- Opening Delimiter -

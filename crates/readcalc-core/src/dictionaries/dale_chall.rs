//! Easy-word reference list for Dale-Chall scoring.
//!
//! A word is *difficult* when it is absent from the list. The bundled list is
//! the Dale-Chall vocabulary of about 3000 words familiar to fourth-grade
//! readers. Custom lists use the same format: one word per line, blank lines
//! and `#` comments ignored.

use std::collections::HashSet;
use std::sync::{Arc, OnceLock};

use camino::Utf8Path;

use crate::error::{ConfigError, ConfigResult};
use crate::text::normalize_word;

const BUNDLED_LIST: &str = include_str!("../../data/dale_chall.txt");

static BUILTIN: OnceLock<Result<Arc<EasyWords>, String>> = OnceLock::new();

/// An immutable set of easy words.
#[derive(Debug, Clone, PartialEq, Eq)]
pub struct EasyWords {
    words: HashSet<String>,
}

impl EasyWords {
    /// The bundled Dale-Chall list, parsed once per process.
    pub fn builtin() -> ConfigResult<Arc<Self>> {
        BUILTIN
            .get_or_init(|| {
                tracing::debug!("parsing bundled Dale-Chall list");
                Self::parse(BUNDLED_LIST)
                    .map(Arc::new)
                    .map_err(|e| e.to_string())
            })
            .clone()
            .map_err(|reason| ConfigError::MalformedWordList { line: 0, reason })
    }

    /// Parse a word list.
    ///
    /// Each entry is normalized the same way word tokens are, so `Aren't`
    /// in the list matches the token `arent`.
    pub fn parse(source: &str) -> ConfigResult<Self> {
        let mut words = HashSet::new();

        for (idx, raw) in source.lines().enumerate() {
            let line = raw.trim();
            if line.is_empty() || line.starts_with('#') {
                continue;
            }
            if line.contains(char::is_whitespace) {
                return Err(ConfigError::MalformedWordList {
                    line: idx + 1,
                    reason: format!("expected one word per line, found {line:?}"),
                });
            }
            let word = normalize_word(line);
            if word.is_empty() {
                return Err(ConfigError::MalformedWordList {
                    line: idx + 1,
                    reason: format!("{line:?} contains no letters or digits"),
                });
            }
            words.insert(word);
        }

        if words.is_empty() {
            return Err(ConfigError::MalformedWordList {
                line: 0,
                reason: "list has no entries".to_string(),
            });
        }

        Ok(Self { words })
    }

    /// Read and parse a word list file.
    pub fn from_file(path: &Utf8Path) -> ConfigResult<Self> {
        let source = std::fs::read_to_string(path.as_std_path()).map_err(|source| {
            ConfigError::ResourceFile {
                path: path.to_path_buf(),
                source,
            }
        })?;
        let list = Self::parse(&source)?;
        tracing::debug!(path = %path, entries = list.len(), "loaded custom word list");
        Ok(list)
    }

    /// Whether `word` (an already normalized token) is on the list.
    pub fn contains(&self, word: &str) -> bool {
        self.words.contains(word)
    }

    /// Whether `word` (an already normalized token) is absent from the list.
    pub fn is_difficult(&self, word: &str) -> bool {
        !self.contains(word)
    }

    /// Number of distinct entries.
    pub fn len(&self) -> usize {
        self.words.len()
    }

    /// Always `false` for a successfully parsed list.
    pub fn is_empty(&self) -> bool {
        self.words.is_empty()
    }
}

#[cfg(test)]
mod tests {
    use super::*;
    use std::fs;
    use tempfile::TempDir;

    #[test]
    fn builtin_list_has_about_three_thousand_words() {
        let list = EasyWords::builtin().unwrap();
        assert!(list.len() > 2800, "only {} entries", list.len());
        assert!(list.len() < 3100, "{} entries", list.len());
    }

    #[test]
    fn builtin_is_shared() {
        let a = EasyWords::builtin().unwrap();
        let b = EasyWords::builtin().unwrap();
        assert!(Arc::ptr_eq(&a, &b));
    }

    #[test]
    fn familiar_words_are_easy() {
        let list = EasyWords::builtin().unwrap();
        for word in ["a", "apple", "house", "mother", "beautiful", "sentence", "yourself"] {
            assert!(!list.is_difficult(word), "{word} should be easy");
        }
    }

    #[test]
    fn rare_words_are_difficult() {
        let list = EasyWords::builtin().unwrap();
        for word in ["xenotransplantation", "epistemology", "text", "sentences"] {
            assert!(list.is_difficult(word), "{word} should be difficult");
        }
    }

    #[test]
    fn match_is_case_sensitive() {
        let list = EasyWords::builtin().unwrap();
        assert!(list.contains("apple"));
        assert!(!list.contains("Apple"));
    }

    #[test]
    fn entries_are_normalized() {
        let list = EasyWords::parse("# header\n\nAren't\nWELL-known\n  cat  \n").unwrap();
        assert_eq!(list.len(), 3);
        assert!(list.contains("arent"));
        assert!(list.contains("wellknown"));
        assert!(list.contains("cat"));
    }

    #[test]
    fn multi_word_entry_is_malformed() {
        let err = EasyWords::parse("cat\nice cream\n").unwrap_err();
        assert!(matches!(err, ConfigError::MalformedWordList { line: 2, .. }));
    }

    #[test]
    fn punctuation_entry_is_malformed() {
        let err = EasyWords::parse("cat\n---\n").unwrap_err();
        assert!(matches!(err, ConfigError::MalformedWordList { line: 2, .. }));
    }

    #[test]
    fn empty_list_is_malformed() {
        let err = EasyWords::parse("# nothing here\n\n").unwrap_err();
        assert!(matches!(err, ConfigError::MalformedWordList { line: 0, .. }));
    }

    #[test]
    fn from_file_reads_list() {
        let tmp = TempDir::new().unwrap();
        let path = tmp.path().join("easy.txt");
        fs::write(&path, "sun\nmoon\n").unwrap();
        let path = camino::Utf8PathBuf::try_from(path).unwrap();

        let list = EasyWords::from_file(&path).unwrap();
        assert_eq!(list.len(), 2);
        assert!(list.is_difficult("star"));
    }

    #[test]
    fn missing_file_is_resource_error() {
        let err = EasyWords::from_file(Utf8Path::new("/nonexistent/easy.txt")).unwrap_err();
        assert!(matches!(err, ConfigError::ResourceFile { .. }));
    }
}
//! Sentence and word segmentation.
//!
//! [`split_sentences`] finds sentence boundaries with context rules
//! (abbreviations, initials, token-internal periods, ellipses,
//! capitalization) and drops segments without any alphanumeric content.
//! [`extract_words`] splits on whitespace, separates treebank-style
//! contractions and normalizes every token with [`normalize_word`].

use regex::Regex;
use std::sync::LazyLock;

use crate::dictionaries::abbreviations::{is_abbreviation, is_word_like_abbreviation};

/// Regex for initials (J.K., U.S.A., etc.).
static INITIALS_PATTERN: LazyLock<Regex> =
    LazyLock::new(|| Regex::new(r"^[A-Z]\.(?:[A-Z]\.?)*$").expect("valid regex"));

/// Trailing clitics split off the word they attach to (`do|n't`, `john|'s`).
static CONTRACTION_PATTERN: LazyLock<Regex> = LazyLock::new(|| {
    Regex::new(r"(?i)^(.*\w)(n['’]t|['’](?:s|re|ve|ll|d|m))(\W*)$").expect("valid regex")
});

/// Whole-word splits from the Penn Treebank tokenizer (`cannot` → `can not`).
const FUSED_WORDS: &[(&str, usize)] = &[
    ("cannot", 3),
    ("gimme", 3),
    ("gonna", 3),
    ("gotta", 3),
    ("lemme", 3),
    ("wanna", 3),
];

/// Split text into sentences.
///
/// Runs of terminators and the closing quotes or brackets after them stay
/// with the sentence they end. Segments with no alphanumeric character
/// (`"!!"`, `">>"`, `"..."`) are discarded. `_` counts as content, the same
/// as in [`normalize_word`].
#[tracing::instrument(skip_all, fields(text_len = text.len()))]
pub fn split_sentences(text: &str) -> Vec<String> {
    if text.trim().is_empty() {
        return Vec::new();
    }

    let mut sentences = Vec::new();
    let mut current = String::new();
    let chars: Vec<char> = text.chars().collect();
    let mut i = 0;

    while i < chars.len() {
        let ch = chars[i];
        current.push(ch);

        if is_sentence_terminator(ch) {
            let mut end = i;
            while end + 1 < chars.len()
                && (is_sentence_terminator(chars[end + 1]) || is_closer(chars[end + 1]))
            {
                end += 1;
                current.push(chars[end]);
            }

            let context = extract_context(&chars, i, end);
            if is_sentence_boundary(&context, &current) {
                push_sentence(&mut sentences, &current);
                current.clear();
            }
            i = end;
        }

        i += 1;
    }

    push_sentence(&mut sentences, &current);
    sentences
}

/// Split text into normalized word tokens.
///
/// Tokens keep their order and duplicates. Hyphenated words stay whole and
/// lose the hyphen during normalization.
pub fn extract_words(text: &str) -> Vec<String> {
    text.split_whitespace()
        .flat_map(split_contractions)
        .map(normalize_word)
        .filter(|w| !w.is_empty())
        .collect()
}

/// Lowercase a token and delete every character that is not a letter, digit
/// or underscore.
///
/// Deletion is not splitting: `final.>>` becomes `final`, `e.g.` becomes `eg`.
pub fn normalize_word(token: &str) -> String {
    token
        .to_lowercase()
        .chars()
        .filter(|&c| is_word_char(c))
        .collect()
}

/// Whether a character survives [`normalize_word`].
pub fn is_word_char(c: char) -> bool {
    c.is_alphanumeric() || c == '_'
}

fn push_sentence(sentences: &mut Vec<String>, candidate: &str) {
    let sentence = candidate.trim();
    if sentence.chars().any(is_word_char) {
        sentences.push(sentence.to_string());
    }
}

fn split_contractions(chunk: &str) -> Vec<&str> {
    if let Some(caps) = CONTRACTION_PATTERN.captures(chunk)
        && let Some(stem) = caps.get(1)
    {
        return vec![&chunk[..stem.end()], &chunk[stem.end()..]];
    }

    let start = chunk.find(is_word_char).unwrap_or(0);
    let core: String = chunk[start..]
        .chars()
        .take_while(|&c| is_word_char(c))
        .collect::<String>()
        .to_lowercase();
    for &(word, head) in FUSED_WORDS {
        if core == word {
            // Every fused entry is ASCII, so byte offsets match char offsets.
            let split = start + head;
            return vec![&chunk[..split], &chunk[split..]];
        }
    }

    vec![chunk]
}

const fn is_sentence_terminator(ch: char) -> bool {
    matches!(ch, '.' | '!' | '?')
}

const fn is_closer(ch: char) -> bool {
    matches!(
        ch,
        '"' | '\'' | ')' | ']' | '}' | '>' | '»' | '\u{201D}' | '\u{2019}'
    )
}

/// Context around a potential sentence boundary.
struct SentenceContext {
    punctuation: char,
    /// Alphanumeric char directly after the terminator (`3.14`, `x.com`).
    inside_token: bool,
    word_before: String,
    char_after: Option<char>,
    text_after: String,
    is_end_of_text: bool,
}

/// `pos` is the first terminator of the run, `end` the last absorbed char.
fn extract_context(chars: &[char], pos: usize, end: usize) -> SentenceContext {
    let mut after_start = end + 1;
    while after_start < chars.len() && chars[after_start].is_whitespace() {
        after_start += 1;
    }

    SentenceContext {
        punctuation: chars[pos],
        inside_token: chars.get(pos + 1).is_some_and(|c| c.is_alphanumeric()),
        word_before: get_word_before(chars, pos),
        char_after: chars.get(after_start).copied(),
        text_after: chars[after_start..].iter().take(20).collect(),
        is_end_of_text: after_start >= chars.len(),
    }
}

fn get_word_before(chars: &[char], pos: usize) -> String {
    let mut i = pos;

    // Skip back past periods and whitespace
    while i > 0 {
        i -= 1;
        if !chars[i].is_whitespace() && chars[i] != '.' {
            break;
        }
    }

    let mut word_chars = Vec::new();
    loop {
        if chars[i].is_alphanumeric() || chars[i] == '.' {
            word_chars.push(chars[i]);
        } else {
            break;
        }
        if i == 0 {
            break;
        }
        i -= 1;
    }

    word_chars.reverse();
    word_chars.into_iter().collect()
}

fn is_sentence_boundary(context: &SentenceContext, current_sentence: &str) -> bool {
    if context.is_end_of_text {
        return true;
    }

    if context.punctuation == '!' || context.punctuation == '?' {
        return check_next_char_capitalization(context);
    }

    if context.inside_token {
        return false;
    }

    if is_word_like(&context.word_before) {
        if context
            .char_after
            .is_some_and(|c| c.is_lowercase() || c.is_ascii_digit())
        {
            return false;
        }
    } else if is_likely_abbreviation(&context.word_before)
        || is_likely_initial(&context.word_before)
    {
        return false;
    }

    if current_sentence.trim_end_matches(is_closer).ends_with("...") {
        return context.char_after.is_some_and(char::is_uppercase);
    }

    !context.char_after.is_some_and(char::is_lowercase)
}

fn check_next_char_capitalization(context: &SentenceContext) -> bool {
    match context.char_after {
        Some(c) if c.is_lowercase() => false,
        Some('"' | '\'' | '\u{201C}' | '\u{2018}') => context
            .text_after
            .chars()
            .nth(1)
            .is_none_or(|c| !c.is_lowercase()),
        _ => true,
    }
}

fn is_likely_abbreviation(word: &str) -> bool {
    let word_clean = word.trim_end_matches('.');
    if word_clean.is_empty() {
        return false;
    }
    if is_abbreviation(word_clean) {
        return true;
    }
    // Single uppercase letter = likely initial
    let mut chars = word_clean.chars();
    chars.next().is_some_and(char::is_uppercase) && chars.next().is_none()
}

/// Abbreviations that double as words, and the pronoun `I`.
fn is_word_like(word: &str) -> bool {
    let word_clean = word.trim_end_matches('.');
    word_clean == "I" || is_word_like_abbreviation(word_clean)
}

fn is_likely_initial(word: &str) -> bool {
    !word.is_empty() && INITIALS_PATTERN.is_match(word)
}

- Closing Delimiter -

> _What this task involves_: Scan the material above for the string "that". Return each line where it occurs.

> _Solved exercise_:
/// Lowercase a token and delete every character that is not a letter, digit
/// Abbreviations that double as words, and the pronoun `I`.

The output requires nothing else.